## PROBLEM DETAILS
Every line between the top of the data below and the line with "driver then reports", both ends included, must be retyped exactly.

## Saved data entries
#####

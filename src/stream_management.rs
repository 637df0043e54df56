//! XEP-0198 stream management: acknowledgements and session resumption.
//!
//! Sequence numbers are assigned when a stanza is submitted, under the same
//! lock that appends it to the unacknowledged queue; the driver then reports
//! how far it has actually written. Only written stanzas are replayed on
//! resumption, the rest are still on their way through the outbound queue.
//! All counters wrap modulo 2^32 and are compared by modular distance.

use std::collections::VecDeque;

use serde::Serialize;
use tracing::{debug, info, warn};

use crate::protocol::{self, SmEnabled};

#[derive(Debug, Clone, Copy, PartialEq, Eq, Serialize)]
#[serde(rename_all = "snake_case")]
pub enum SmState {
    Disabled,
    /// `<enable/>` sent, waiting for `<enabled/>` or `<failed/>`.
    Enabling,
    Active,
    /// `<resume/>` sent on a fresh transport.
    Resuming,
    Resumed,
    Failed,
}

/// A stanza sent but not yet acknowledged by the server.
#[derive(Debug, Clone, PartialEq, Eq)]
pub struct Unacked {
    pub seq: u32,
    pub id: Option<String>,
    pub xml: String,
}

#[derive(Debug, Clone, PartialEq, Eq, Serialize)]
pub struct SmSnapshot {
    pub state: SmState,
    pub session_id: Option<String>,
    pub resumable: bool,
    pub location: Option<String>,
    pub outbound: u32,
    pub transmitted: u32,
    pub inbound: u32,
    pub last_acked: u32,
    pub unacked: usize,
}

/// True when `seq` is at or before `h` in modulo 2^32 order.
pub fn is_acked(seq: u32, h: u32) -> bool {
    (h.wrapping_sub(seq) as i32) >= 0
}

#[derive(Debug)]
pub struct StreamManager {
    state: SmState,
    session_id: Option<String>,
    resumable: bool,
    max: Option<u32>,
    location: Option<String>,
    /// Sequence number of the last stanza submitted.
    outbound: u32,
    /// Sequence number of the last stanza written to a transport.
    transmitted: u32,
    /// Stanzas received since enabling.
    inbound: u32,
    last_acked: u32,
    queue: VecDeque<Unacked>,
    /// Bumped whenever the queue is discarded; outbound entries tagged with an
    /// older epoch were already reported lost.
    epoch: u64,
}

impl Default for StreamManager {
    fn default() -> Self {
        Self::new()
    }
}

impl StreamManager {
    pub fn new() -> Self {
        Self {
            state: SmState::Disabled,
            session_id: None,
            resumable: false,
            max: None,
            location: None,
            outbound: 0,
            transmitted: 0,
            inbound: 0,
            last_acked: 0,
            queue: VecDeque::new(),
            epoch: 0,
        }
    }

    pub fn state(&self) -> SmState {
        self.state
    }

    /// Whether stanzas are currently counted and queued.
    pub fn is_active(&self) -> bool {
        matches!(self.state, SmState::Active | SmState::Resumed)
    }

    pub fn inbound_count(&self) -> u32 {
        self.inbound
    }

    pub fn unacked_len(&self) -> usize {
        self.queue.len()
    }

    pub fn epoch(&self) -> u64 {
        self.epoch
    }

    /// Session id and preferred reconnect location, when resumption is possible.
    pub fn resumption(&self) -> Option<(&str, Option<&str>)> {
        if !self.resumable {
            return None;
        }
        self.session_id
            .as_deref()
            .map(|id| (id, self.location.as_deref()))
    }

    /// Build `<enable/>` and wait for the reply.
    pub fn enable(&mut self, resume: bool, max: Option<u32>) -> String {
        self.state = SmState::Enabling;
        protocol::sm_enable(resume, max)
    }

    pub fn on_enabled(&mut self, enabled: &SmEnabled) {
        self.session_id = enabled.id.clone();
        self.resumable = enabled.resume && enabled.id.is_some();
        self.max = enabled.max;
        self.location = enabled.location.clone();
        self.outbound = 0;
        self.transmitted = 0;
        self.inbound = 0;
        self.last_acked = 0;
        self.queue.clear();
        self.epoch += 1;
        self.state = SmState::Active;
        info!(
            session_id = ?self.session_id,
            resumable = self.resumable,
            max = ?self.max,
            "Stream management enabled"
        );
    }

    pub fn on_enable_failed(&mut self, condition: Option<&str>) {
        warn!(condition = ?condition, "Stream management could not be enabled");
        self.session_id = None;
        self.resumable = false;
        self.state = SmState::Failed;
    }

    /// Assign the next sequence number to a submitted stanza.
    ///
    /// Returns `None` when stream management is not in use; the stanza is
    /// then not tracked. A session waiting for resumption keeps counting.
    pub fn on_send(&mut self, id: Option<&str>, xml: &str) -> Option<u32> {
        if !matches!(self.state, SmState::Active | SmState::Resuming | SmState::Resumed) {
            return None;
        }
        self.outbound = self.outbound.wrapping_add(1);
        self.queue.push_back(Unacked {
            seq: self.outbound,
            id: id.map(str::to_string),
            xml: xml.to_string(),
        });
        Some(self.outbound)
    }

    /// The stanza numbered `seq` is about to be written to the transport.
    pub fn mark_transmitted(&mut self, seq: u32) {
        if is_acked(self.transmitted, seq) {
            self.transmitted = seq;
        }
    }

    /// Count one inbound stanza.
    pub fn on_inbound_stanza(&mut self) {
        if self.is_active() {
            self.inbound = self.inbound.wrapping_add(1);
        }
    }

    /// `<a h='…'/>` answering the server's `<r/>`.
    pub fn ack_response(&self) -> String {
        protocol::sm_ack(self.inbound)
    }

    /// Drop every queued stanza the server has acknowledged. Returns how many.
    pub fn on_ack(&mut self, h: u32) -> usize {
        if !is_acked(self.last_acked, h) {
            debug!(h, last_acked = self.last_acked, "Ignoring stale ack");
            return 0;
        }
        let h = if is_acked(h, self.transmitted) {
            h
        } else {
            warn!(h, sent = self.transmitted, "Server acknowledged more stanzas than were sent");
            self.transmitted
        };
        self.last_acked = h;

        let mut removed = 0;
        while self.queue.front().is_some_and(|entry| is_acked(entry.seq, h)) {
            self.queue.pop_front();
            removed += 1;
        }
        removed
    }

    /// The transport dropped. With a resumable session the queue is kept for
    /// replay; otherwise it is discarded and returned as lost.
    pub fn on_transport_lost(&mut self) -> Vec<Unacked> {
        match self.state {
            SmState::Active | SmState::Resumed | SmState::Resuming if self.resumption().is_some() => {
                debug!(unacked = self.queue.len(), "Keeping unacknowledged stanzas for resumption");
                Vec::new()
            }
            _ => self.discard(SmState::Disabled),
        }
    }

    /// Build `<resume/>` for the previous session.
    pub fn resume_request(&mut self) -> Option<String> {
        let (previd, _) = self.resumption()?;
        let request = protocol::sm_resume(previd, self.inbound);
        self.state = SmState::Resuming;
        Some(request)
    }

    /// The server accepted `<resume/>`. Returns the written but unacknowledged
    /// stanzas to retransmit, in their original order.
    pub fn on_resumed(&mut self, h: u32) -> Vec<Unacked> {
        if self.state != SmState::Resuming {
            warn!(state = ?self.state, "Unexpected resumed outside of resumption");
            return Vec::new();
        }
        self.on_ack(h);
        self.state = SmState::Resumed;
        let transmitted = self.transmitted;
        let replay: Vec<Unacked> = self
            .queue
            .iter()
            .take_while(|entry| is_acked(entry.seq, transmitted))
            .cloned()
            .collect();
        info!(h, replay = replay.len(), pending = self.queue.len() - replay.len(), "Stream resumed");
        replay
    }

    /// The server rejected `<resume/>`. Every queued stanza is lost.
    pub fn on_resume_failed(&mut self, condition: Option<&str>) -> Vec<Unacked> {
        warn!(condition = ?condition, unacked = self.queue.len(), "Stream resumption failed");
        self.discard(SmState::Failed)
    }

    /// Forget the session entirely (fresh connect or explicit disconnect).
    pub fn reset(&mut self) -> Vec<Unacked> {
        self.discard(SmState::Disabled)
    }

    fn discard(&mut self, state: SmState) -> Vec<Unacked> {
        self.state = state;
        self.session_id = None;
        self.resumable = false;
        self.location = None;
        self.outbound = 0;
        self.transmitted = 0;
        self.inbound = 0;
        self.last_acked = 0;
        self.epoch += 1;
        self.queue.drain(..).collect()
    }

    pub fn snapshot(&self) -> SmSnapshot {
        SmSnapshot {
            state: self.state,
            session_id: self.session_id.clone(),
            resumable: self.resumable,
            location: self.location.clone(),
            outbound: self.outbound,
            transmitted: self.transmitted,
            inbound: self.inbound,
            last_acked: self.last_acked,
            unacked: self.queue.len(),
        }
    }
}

#####

## RESULT FOR THIS EXERCISE
filename src/stream_management.rs
repository 637df0043e54df56
//! XEP-0198 stream management: acknowledgements and session resumption.
//!
//! Sequence numbers are assigned when a stanza is submitted, under the same
//! lock that appends it to the unacknowledged queue; the driver then reports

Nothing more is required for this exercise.